The hardest task developed by Argus.

The task emulates work of small subset ECUs available in a car. Sniffing CAN traffic reveals some internals to start with:

id: 0x7e5 payload: b'\x02\t\x00\x00\x00\x00\x00\x00' 7E580209000000000000
id: 0x7ed payload: b'\x06I\x00@@\x00\x00\x00' 7ED80649004040000000
id: 0x7e5 payload: b'\x02\t\n\x00\x00\x00\x00\x00' 7E5802090A0000000000
id: 0x7ed payload: b'\x10\x16I\nPwrT' 7ED81016490A50777254
id: 0x7ed payload: b'!rain_Ct' 7ED8217261696E5F4374
id: 0x7ed payload: b'"rl\x00\x00\x00\x00\x00' 7ED822726C0000000000
id: 0x7ed payload: b'#\x00\x00\x00\x00\x00\x00\x00' 7ED82300000000000000
id: 0x7e5 payload: b'\x02\x01\x00\x00\x00\x00\x00\x00' 7E580201000000000000
id: 0x7ed payload: b'\x06A\x00\x00\x08\x00\x03\x00' 7ED80641000008000300
id: 0x7e5 payload: b'\x02\x01\r\x00\x00\x00\x00\x00' 7E5802010D0000000000
id: 0x7ed payload: b'\x03A\r\x8d\x00\x00\x00\x00' 7ED803410D8D00000000
id: 0x7e5 payload: b'\x02\x01\x00\x00\x00\x00\x00\x00' 7E580201000000000000
id: 0x7ed payload: b'\x06A\x00\x00\x08\x00\x03\x00' 7ED80641000008000300
id: 0x7e5 payload: b'\x02\x01\r\x00\x00\x00\x00\x00' 7E5802010D0000000000
id: 0x7ed payload: b'\x03A\r\x8d\x00\x00\x00\x00' 7ED803410D8D00000000
id: 0x7df payload: b'\x02\x01\x00\x00\x00\x00\x00\x00' 7DF80201000000000000
...

The first thing that catches the eye is some ASCII text splitted over several CAN messages. OBD-II in task description hints there are some upper protocols used over CAN. Reading a bit documentation reveals that the board talks with UDS protocol. The protocol provides a way to request diagnostic from different ECUs. To request a message you need to know service id (sid), sub-function (sub) and required payload. And UDS protocol standardizes all these things.

id: 0x7e5	uds	sid: 0x9	sub: 0x0	payload: b'' ()
id: 0x7ed	uds	sid: 0x49	sub: 0x0	payload: b'@@\x00\x00' (40400000)
id: 0x7e5	uds	sid: 0x9	sub: 0xa	payload: b'' ()
id: 0x7ed	uds	sid: 0x49	sub: 0xa	payload: b'PwrTrain_Ctrl\x00\x00\x00\x00\x00\x00\x00' (507772547261696e5f4374726c00000000000000)
id: 0x7e5	uds	sid: 0x1	sub: 0x0	payload: b'' ()
id: 0x7ed	uds	sid: 0x41	sub: 0x0	payload: b'\x00\x08\x00\x03' (00080003)
id: 0x7e5	uds	sid: 0x1	sub: 0xd	payload: b'' ()
id: 0x7ed	uds	sid: 0x41	sub: 0xd	payload: b'\x8d' (8d)
id: 0x7e5	uds	sid: 0x1	sub: 0x0	payload: b'' ()
id: 0x7ed	uds	sid: 0x41	sub: 0x0	payload: b'\x00\x08\x00\x03' (00080003)

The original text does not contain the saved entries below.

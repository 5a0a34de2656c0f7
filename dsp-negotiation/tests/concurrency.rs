mod common;

use std::collections::HashSet;
use std::sync::Arc;

use common::{
    CONSUMER_ADDRESS, CountingAdministration, CountingStore, PROVIDER_ADDRESS, RecordingPeer,
    catalog, core, offer, settings,
};
use dsp_negotiation::{
    CollectingPublisher, ContractAgreementVerificationMessage, ContractRequestMessage,
    NegotiationError, NegotiationState, ProviderDispatcher,
};
use dsp_primitives::{ConsumerPid, ProviderPid};
use futures::future::join_all;

fn provider() -> (Arc<ProviderDispatcher>, Arc<CountingStore>) {
    let store = CountingStore::new();
    let provider = ProviderDispatcher::new(
        core(
            store.clone(),
            RecordingPeer::new(),
            CollectingPublisher::new(),
            settings(PROVIDER_ADDRESS, false),
        ),
        catalog(),
        CountingAdministration::new(),
    );
    (provider, store)
}

fn request(consumer_pid: &str) -> ContractRequestMessage {
    ContractRequestMessage {
        provider_pid: ProviderPid::blank(),
        consumer_pid: ConsumerPid::from(consumer_pid),
        offer: offer(),
        callback_address: CONSUMER_ADDRESS.to_owned(),
    }
}

#[tokio::test(flavor = "multi_thread", worker_threads = 4)]
async fn identical_requests_create_one_negotiation() {
    let (provider, store) = provider();

    let handles = (0..32).map(|_| {
        let provider = Arc::clone(&provider);
        tokio::spawn(async move {
            provider
                .handle_contract_request_message(request("urn:uuid:c1"))
                .await
        })
    });
    let results: Vec<_> = join_all(handles)
        .await
        .into_iter()
        .map(Result::unwrap)
        .collect();

    let created = results.iter().filter(|result| result.is_ok()).count();
    let duplicates = results
        .iter()
        .filter(|result| matches!(result, Err(NegotiationError::AlreadyExists { .. })))
        .count();
    assert_eq!(created, 1);
    assert_eq!(duplicates, 31);
    assert_eq!(store.saves(), 1);
}

#[tokio::test(flavor = "multi_thread", worker_threads = 4)]
async fn racing_verifications_advance_once() {
    let (provider, store) = provider();
    let requested = provider
        .handle_contract_request_message(request("urn:uuid:c1"))
        .await
        .unwrap();
    let agreed = provider
        .send_agreement(requested.provider_pid())
        .await
        .unwrap();
    assert_eq!(agreed.state(), NegotiationState::Agreed);

    let handles = (0..16).map(|_| {
        let provider = Arc::clone(&provider);
        let message = ContractAgreementVerificationMessage {
            provider_pid: agreed.provider_pid().clone(),
            consumer_pid: agreed.consumer_pid().clone(),
        };
        tokio::spawn(async move {
            let provider_pid = message.provider_pid.clone();
            provider
                .handle_contract_agreement_verification_message(&provider_pid, message)
                .await
        })
    });
    let results: Vec<_> = join_all(handles)
        .await
        .into_iter()
        .map(Result::unwrap)
        .collect();

    assert_eq!(results.iter().filter(|result| result.is_ok()).count(), 1);
    assert!(
        results
            .iter()
            .filter_map(|result| result.as_ref().err())
            .all(|err| matches!(
                err,
                NegotiationError::InvalidState {
                    from: NegotiationState::Verified,
                    to: NegotiationState::Verified
                }
            ))
    );
    assert_eq!(store.saves(), 3);
}

#[tokio::test(flavor = "multi_thread", worker_threads = 4)]
async fn distinct_negotiations_proceed_independently() {
    let (provider, store) = provider();

    let handles = (0..16).map(|index| {
        let provider = Arc::clone(&provider);
        tokio::spawn(async move {
            provider
                .handle_contract_request_message(request(&format!("urn:uuid:c{index}")))
                .await
        })
    });
    let negotiations: Vec<_> = join_all(handles)
        .await
        .into_iter()
        .map(|joined| joined.unwrap().unwrap())
        .collect();

    let provider_pids: HashSet<_> = negotiations
        .iter()
        .map(|negotiation| negotiation.provider_pid().clone())
        .collect();
    assert_eq!(provider_pids.len(), 16);
    assert_eq!(store.saves(), 16);
}
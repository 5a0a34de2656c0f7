//! ODRL policy model and enforcement for dataspace agreements.
//!
//! The model side covers offers, permissions, and constraints together with
//! operand normalization and structural equality. The enforcement side
//! evaluates a finalized [`Agreement`] against runtime evidence and always
//! answers with a [`Decision`], denying whenever evaluation is not possible.

#![warn(missing_docs, clippy::pedantic)]

pub mod decision;
pub mod engine;
pub mod error;
pub mod handlers;
pub mod integrations;
pub mod model;
pub mod operand;
pub mod validation;
pub mod vocabulary;

pub use decision::Decision;
pub use engine::{ConstraintHandler, EnforcementContext, PolicyEnforcer};
pub use error::{PolicyError, PolicyResult};
pub use handlers::{CountHandler, DateTimeHandler, PurposeHandler, parse_timestamp};
pub use integrations::{
    AccessCounter, InMemoryAccessCounter, InMemoryPolicyAdministration, PolicyAdministration,
};
pub use model::{Agreement, Constraint, Offer, Permission, compare_collection};
pub use operand::{RawOperand, resolve_operand};
pub use validation::{CatalogOfferValidator, OfferValidator};
pub use vocabulary::{Action, LeftOperand, ODRL_NAMESPACE, Operator, Vocabulary};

After a little bit bruteforcing we found that ECU 0x7E0 responses with 0x33 code (security access denied) to a request data upload message (sid 0x35) which could allow us to dump its memory.

So there must be some way to gain access to protected functions. UDS specifies sid 0x27 (security access) for such purposes. The board uses challenge-response algorithm which is unknown to us. But the size 2**16 of a response code and absence of countermeasures allowed us to bruteforce it fast. ECU provides you a challenge and you could respond to it with fixed response. About 1-2 minutes and you successfully authorized.

Using previously secured request data upload (sid 0x35), transfer data (sid 0x36) and transfer data exit (sid 0x37) we managed to dump addresses from 0x0000 to 0x8000. Addresses higher than 0x8000 were inaccessible.

Reversing time. Downloaded firmware reveals a lot of secret. Here is a tree of available ids, sids and subs:

0x7E0:0x7E8 - gateway [CAN0]: FlxCap_Gateway
 0x01 status
  0x00 -> payload: 00000002
  0x1F
 0x10 session
 0x27 security access
 0x35 request upload
 0x36 transfer data
 0x37 transfer data exit
0x7D3:0x7DB - secret ecu [CAN0] (flag, address C000) FlxCap_Ctrl
 0x01 status
  0x00 ??
  0x1F -> payload: 0B0F/0D0A (timer value)
 0x10 session
 0x27 security access
 0x35 request upload
 0x36 transfer data
 0x37 transfer data exit
 0xA0 flag
  0x00 flag
0x7E5:0x7ED - powertrain ecu [CAN1] PwrTrain_Ctrl
 0x01 powetrain
  0x00 -> payload: 00080003 (fixed)
  0x0D -> payload: 8D (fixed, request current powertrain)
  0x1F -> payload: 0B0F/0D0A (timer value)
  0x20 -> payload: 00000001 (fixed)
  0x40 -> payload: 40000010 (fixed)
  0x42 -> payload: 2EE0 (fixed)
  0x5C -> payload: 8700 (fixed)
 0x10 session
 0x27 security access
0x7DF:XXXXX - broadcast

After analysis the task to get the flag becomes very clear:

  1. Set maintenance mode of FlxCap_Ctrl with sid 0x10
  2. Authorize against FlxCap_Ctrl with sid 0x27
  3. Request the flag with sid 0xA0

And it worked. Almost. We were getting garbage instead of the flag (bug). But nevertheless we managed to get original flag from the firmware. At this time the task was disabled due to bugfixing.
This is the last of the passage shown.